Samantha Matthews, Album Verses and Romantic Literary Culture: Poetry, Manuscript, Print, 1780-1850. Oxford: Oxford University Press, 2020. Pp. xi + 291. £60. ISBN 9780198857945.

Samantha Matthews's fascinating study has its origin in 'the albo-mania' that afflicted middle-class young women in the 1820s and 1830s, the short-lived fashion that induced them to besiege authors and public figures with requests that they offer a contribution to their albums: an inscription, it may be, or simply an autograph, or, best of all, a sketch or a signed poem. But Matthews is not primarily interested in examining the albums that they compiled. Her interest is rather in examining the place of album keeping in 'the wider culture' of the Romantic period (4). The album phenomenon lays bare the complex, often paradoxical relationship in the period between male writers and women readers, and between autograph and typeface or manuscript and print.

Contributions to an album were equally valued for the hand in which they were written as for their content. The name of the Duke of Wellington was ubiquitous, but Dora Wordsworth's album included the Duke's signature. It was in the years from 1780 to 1850 that publishing became an industry supplying a mass readership, and albums, it might seem, reacted against this development. The Corsair and Rob Roy were infinitely reproducible, whereas each album was unique. In fact, the relationship between albums and the publishing industry was more complex, one lively demonstration of which is that Matthews's first two chapters deal with the 'Album of the Fathers', offered to all those who visited the Grande Chartreuse, and the album kept by the Jerningham family to which visitors to Costessey Hall, the family's Norfolk seat, were invited to contribute. Both albums have disappeared, and can be reconstructed only because some of the contributions have been 'remediated', to borrow Matthews's preferred term, in print.

In her third chapter, Matthews focuses on Sarah Sophia Child-Villiers, the rich and beautiful Lady Jersey, friend of Byron and one of the leading Whig hostesses, who began keeping an album in 1805 when she was 20. The habit stayed with her for the rest of her life. Lady Jersey was powerful enough to exert control over the content of her albums - she marked certain entries, including one of Byron's, 'not to be copied' - with the result that through the sequence of her albums she charts her understanding of herself and her world. It was commonplace for contributors to compare the book in which they wrote to its female owner, but in Lady Jersey's case the comparison had added point.
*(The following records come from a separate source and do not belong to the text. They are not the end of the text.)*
pub mod fixtures;

#[cfg(test)]
mod admin_tests;
#[cfg(test)]
mod content_tests;
#[cfg(test)]
mod preview_tests;
#[cfg(test)]
mod publish_tests;
#[cfg(test)]
mod status_tests;
use super::{
    Action, ActionDef, Config, Effect, EventKind, EventRef, EventSpec, Extreme, Kind, Mapping,
    Mode, TriggerState,
};
use evdev::Key;
use std::{collections::HashMap, rc::Rc, str::FromStr};
use thiserror::Error;

#[derive(Debug, Clone, PartialEq, Eq, Error)]
pub enum ValidationError {
    #[error("{0}")]
    Schema(String),
    #[error("duplicate event name '{0}'")]
    DuplicateName(String),
    #[error("duplicate event code {0}")]
    DuplicateCode(u16),
    #[error("axis '{name}': min {min} must be less than max {max}")]
    InvalidRange { name: String, min: i32, max: i32 },
    #[error("action {action}: 'hold' cannot be set for sequences")]
    SequenceHold { action: usize },
    #[error("action {action}: trigger is empty")]
    EmptyTrigger { action: usize },
    #[error("action {action}: a sequence needs at least two events")]
    ShortSequence { action: usize },
    #[error("action {action}: unknown event '{trigger}'")]
    UnknownEvent { action: usize, trigger: String },
    #[error("action {action}: invalid suffix in '{trigger}'")]
    InvalidSuffix { action: usize, trigger: String },
    #[error("action {action}: duplicate trigger event '{trigger}'")]
    DuplicateTrigger { action: usize, trigger: String },
    #[error("action {action}: target is empty")]
    EmptyTarget { action: usize },
    #[error("action {action}: unknown key '{key}'")]
    UnknownKey { action: usize, key: String },
    #[error("action {action}: duplicate target '{target}'")]
    DuplicateTarget { action: usize, target: String },
}

/// Turn a mapping into a `Config`. Action ids follow definition order,
/// starting at 0.
pub fn compile(mapping: &Mapping) -> Result<Config, ValidationError> {
    let mut events = HashMap::new();
    let mut names = HashMap::new();

    let specs = mapping
        .buttons
        .iter()
        .map(|button| EventSpec::button(&button.name, button.code))
        .chain(mapping.axes.iter().map(|axis| {
            EventSpec::axis(&axis.name, axis.code, axis.min, axis.max)
        }));

    for spec in specs {
        if let EventKind::Axis { min, max } = spec.kind {
            if min >= max {
                return Err(ValidationError::InvalidRange {
                    name: spec.name,
                    min,
                    max,
                });
            }
        }

        if names.contains_key(&spec.name) {
            return Err(ValidationError::DuplicateName(spec.name));
        }

        if events.contains_key(&spec.code) {
            return Err(ValidationError::DuplicateCode(spec.code));
        }

        names.insert(spec.name.clone(), spec.code);
        events.insert(spec.code, spec);
    }

    let mut dispatch: HashMap<u16, Vec<usize>> =
        events.keys().map(|code| (*code, Vec::new())).collect();
    let mut actions = Vec::with_capacity(mapping.actions.len());
    let mut states = Vec::with_capacity(mapping.actions.len());

    for (id, def) in mapping.actions.iter().enumerate() {
        let action = compile_action(id, def, &events, &names)?;

        for event in &action.trigger {
            let list = dispatch.entry(event.code).or_default();

            if !list.contains(&id) {
                list.push(id);
            }
        }

        states.push(TriggerState::new(action.trigger.len()));
        actions.push(Rc::new(action));
    }

    Ok(Config {
        grab: mapping.grab,
        events,
        actions,
        states,
        dispatch,
    })
}

fn compile_action(
    id: usize,
    def: &ActionDef,
    events: &HashMap<u16, EventSpec>,
    names: &HashMap<String, u16>,
) -> Result<Action, ValidationError> {
    if def.mode == Mode::Sequence && def.hold {
        return Err(ValidationError::SequenceHold { action: id });
    }

    let triggers = def.trigger.as_slice();

    if triggers.is_empty() {
        return Err(ValidationError::EmptyTrigger { action: id });
    }

    if def.mode == Mode::Sequence && triggers.len() < 2 {
        return Err(ValidationError::ShortSequence { action: id });
    }

    let mut trigger = Vec::with_capacity(triggers.len());

    for text in triggers {
        let event = resolve(id, text, events, names)?;

        // sequences may repeat an event, like a double tap
        if def.mode != Mode::Sequence && trigger.contains(&event) {
            return Err(ValidationError::DuplicateTrigger {
                action: id,
                trigger: text.to_owned(),
            });
        }

        trigger.push(event);
    }

    let targets = def.target.as_slice();

    if targets.is_empty() {
        return Err(ValidationError::EmptyTarget { action: id });
    }

    for (i, target) in targets.iter().enumerate() {
        if targets[..i].contains(target) {
            return Err(ValidationError::DuplicateTarget {
                action: id,
                target: target.to_owned(),
            });
        }
    }

    let effect = match def.kind {
        Kind::Key => Effect::Key(
            targets
                .iter()
                .map(|name| {
                    Key::from_str(name).map_err(|_| ValidationError::UnknownKey {
                        action: id,
                        key: name.to_owned(),
                    })
                })
                .collect::<Result<_, _>>()?,
        ),
        Kind::Exec => Effect::Exec(targets.to_vec()),
    };

    Ok(Action {
        id,
        trigger,
        mode: def.mode,
        hold: def.hold,
        effect,
    })
}

/// Resolve `NAME` for buttons or `NAME:min` / `NAME:max` for axes
fn resolve(
    id: usize,
    text: &str,
    events: &HashMap<u16, EventSpec>,
    names: &HashMap<String, u16>,
) -> Result<EventRef, ValidationError> {
    let (name, suffix) = match text.split_once(':') {
        Some((name, suffix)) => (name, Some(suffix)),
        None => (text, None),
    };

    let Some(code) = names.get(name) else {
        return Err(ValidationError::UnknownEvent {
            action: id,
            trigger: text.to_owned(),
        });
    };

    let extreme = match (events[code].kind, suffix) {
        (EventKind::Button, None) => None,
        (EventKind::Axis { .. }, Some("min")) => Some(Extreme::Min),
        (EventKind::Axis { .. }, Some("max")) => Some(Extreme::Max),
        _ => {
            return Err(ValidationError::InvalidSuffix {
                action: id,
                trigger: text.to_owned(),
            })
        }
    };

    Ok(EventRef {
        code: *code,
        extreme,
    })
}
The contributor who noted the album's 'gold and azure dress' thought of it as a 'Drawing-room' in which the 'wise and lively, grave and gay' were assembled, pointing out that in just a few years the room would become a 'silent Catacomb', and understood that her albums were scarcely to be distinguished from the woman who kept them (123). Like the scrapbooks of the Scottish poet, Edwin Morgan, they might be understood as a covert autobiography.

In the 1820s enthusiasm for albums spread to the middle classes. As soon as it did so, 'albo-mania' produced its antidote: the hostility to albums, the young women who kept them, and the kinds of poems they included that Charles Lamb called 'albo-phobia'. Male poets and critics united to disparage a fashion that threatened to feminise and to deprofessionalise the craft of poetry. Poets took to complaining of the unending requests for contributions. 'I die of Albo-phobia!' Lamb remarked, explaining his decision to move to Enfield as prompted solely by his need to 'escape the Albumean persecution' (163). The strident hostility common amongst poets to albums and to the young women who kept them is an exemplary instance of the fraught relationship between poets and their readers so characteristic of the period. But the relationship was paradoxical. Lamb both satirised albums and contributed to them more generously than any other Romantic poet. He even published a volume of verse entitled, with predictable consequences for its reception, Album Verses, with a Few Others. He responded to that hostile reception by writing a review of his own volume in which he defended album verses as poems that could only appear in an album dedicated to a specific person and for whom they were composed, which compounds the mystery of why he had chosen to collect his own album verses in a printed volume offered to the general reader.

Most albums were kept by women, and most contributions to them were made by men, an asymmetry that Matthews explores most feelingly in her final chapter in which she studies the albums kept by Edith Southey, Sara Coleridge, and Dora Wordsworth, all of whom (even Sara Coleridge) found it as impossible to win independence from their formidable fathers in their albums as they did in the rest of their lives. Matthews's rich and richly illustrated study illuminates the album culture of the Romantic period but, as she rightly claims, it sheds much light too on the wider literary culture of the period.